→ Data extracts:

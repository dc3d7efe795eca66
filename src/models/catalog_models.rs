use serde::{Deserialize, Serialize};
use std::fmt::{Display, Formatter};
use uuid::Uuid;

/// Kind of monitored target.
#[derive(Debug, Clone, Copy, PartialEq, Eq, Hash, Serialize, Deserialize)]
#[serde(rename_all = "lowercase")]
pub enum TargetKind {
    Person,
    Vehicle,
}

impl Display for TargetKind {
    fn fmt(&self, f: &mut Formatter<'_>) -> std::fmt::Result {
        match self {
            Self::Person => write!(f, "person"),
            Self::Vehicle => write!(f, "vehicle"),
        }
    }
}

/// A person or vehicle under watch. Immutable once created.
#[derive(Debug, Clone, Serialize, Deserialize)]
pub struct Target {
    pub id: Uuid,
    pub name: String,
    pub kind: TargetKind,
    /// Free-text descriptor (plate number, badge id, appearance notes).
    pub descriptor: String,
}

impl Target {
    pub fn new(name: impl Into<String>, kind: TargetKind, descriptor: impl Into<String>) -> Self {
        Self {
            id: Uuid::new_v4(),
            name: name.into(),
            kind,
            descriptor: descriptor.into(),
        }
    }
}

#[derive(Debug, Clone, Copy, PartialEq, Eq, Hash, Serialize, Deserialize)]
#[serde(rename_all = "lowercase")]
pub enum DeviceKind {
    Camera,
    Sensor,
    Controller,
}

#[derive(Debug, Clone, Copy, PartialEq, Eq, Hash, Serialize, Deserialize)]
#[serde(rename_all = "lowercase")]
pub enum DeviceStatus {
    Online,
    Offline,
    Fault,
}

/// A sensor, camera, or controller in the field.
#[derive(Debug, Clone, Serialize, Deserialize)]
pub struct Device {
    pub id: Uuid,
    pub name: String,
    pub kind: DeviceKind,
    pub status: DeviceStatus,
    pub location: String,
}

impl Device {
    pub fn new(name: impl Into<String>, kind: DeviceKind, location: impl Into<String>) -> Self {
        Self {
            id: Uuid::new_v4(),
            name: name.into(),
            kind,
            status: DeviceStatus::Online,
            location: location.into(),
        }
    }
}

* * *

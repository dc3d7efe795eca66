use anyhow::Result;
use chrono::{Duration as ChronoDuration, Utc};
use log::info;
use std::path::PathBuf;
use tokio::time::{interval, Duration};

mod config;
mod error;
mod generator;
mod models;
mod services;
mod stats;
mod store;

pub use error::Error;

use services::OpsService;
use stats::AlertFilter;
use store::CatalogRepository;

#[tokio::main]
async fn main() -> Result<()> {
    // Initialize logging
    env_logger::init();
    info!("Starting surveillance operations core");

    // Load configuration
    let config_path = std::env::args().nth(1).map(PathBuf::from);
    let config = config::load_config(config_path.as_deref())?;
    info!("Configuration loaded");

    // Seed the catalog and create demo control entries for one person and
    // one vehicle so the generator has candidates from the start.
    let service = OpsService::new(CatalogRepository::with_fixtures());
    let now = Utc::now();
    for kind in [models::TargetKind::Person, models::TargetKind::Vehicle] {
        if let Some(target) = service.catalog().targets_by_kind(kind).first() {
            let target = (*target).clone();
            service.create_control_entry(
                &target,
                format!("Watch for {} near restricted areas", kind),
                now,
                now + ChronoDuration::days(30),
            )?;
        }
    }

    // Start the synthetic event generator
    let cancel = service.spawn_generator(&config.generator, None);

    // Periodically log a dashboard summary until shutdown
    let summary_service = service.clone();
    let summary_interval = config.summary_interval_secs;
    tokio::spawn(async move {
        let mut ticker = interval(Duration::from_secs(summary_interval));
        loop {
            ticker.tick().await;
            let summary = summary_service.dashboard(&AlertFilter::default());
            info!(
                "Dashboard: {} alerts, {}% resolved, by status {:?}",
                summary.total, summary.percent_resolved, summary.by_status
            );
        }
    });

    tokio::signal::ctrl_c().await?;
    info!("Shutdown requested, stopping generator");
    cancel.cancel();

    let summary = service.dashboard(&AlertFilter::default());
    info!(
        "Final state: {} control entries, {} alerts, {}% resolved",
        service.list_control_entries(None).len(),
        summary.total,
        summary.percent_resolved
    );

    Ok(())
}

→ How to complete this task:
From the material above, gather all lines that include the string "OpsService" and copy them.

→ Answer to this task:
use services::OpsService;
    let service = OpsService::new(CatalogRepository::with_fixtures());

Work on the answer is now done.